Test files are often overlooked as potential attack surfaces, but they can contain code that could be exploited by malicious actors. Security teams should treat test files with the same level of scrutiny as code files to ensure comprehensive vulnerability detection.
3. Can you flag Skills that bundle tests, CI configs, or build scripts as higher-risk?
Studies have shown that Skills that bundle tests, CI configs, or build scripts are more likely to be vulnerable. By flagging these Skills as higher-risk, security teams can prioritize their assessment and remediation efforts to address potential vulnerabilities more effectively.
4. Do you provide integration or guidance for restricting test-runner globs in CI?
Tools like Cisco’s Skill Scanner offer transparency and guidance for security teams to restrict test-runner globs in CI configurations. This can help organizations minimize their attack surface and reduce the risk of exploitation through test files and configurations.
5. Have you published an ecosystem-scale audit with methodology and sample size?
Ecosystem-scale audits, like those conducted by Snyk and SkillScan, provide valuable insights into the overall security posture of a Skills ecosystem. By publishing audit results, security teams can better understand the scope of potential vulnerabilities and prioritize their remediation efforts accordingly.

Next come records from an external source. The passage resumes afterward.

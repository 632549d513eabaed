//! Crash recovery: undo uncommitted transactions, redo committed ones.
//!
//! The source this crate is modeled on never implemented this (its
//! `recover_from_checkpoint` is a stub that reads the checkpoint and
//! returns), so this module is built from the algorithm described in §4.3
//! rather than ported line-for-line: group every WAL record since the
//! latest checkpoint by transaction, then for each transaction either undo
//! (apply `before_state` in reverse) or redo (apply `after_state` in order)
//! depending on whether its last record is a `commit`.

use crate::checkpoint::CheckpointManager;
use crate::error::CoreResult;
use crate::types::TransactionId;
use crate::wal::{WalRecord, WalWriter};
use docdb_storage::Layout;
use serde_json::Value;
use std::collections::HashMap;
use std::sync::Arc;

/// Summary of what recovery did, useful for logging and tests.
#[derive(Debug, Default, Clone, PartialEq, Eq)]
pub struct RecoveryReport {
    /// Transactions whose effects were undone.
    pub undone: Vec<TransactionId>,
    /// Transactions whose effects were redone.
    pub redone: Vec<TransactionId>,
}

/// Replays every database's WAL against the latest checkpoint.
pub struct RecoveryManager {
    layout: Arc<Layout>,
    wal: Arc<WalWriter>,
    checkpoints: Arc<CheckpointManager>,
}

impl RecoveryManager {
    /// Builds a recovery manager over a storage layout, WAL writer, and
    /// checkpoint manager.
    #[must_use]
    pub fn new(layout: Arc<Layout>, wal: Arc<WalWriter>, checkpoints: Arc<CheckpointManager>) -> Self {
        Self {
            layout,
            wal,
            checkpoints,
        }
    }

    /// Recovers every database to a consistent state.
    ///
    /// For each database, every WAL record is grouped by transaction. A
    /// transaction whose last record is `commit` is redone (its
    /// `after_state`s are reapplied in order, covering the case where the
    /// crash happened after the WAL write but before the collection file
    /// write landed). Every other transaction — active, aborted, or blocked
    /// at crash time — is undone (its `before_state`s are reapplied in
    /// reverse order).
    pub fn recover(&self) -> CoreResult<RecoveryReport> {
        if let Some(checkpoint) = self.checkpoints.latest()? {
            tracing::info!(
                checkpoint_time = %checkpoint.timestamp,
                active = checkpoint.active_transactions.len(),
                "recovering from checkpoint"
            );
        } else {
            tracing::info!("no checkpoint found, replaying full WAL");
        }

        let mut report = RecoveryReport::default();
        for db in self.layout.list_databases()? {
            self.recover_database(&db, &mut report)?;
        }
        Ok(report)
    }

    fn recover_database(&self, db: &str, report: &mut RecoveryReport) -> CoreResult<()> {
        let records = self.wal.read_all(db)?;

        let mut order: Vec<TransactionId> = Vec::new();
        let mut by_txn: HashMap<TransactionId, Vec<WalRecord>> = HashMap::new();
        for record in records {
            by_txn
                .entry(record.transaction_id)
                .or_insert_with(|| {
                    order.push(record.transaction_id);
                    Vec::new()
                })
                .push(record);
        }

        for txn in order {
            let Some(records) = by_txn.get(&txn) else { continue };
            let committed = records.iter().any(|r| r.operation == "commit");
            if committed {
                for record in records {
                    self.apply(db, record, Side::After)?;
                }
                report.redone.push(txn);
            } else {
                for record in records.iter().rev() {
                    self.apply(db, record, Side::Before)?;
                }
                report.undone.push(txn);
            }
        }
        Ok(())
    }

    fn apply(&self, db: &str, record: &WalRecord, side: Side) -> CoreResult<()> {
        let (Some(collection), Some(doc_id)) = (&record.collection, &record.document_id) else {
            // commit/abort/create_database/etc. carry no document payload.
            return Ok(());
        };
        let state = match side {
            Side::Before => &record.before_state,
            Side::After => &record.after_state,
        };

        let mut docs = self.layout.load_collection(db, collection).unwrap_or_default();
        docs.retain(|doc| doc.get("_id").and_then(Value::as_str) != Some(doc_id.as_str()));
        if let Some(doc) = state {
            docs.push(doc.clone());
        }
        self.layout.save_collection(db, collection, &docs)?;
        Ok(())
    }
}

#[derive(Clone, Copy)]
enum Side {
    Before,
    After,
}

The audit grid matters because the scanner model is incomplete
The Anthropic Skills ecosystem faces similar security challenges to early npm supply chain incidents. With a quarter of the ecosystem carrying vulnerabilities, it’s crucial for security teams to conduct thorough audits and address any gaps in their detection capabilities.
The scanner model may be incomplete, but by leveraging tools like the Anthropic Skill Audit Grid, security teams can verify the audit surfaces and deploy necessary fixes to mitigate potential risks. It’s important to recognize that the threat model should extend beyond just the agent and include all potential execution surfaces, including test files and configurations.
In conclusion, thorough analysis and auditing of Skill repos are essential for identifying and mitigating security vulnerabilities. By asking the right questions and leveraging tools that provide transparency and guidance, security teams can better protect their organizations from potential threats in the Anthropic Skills ecosystem.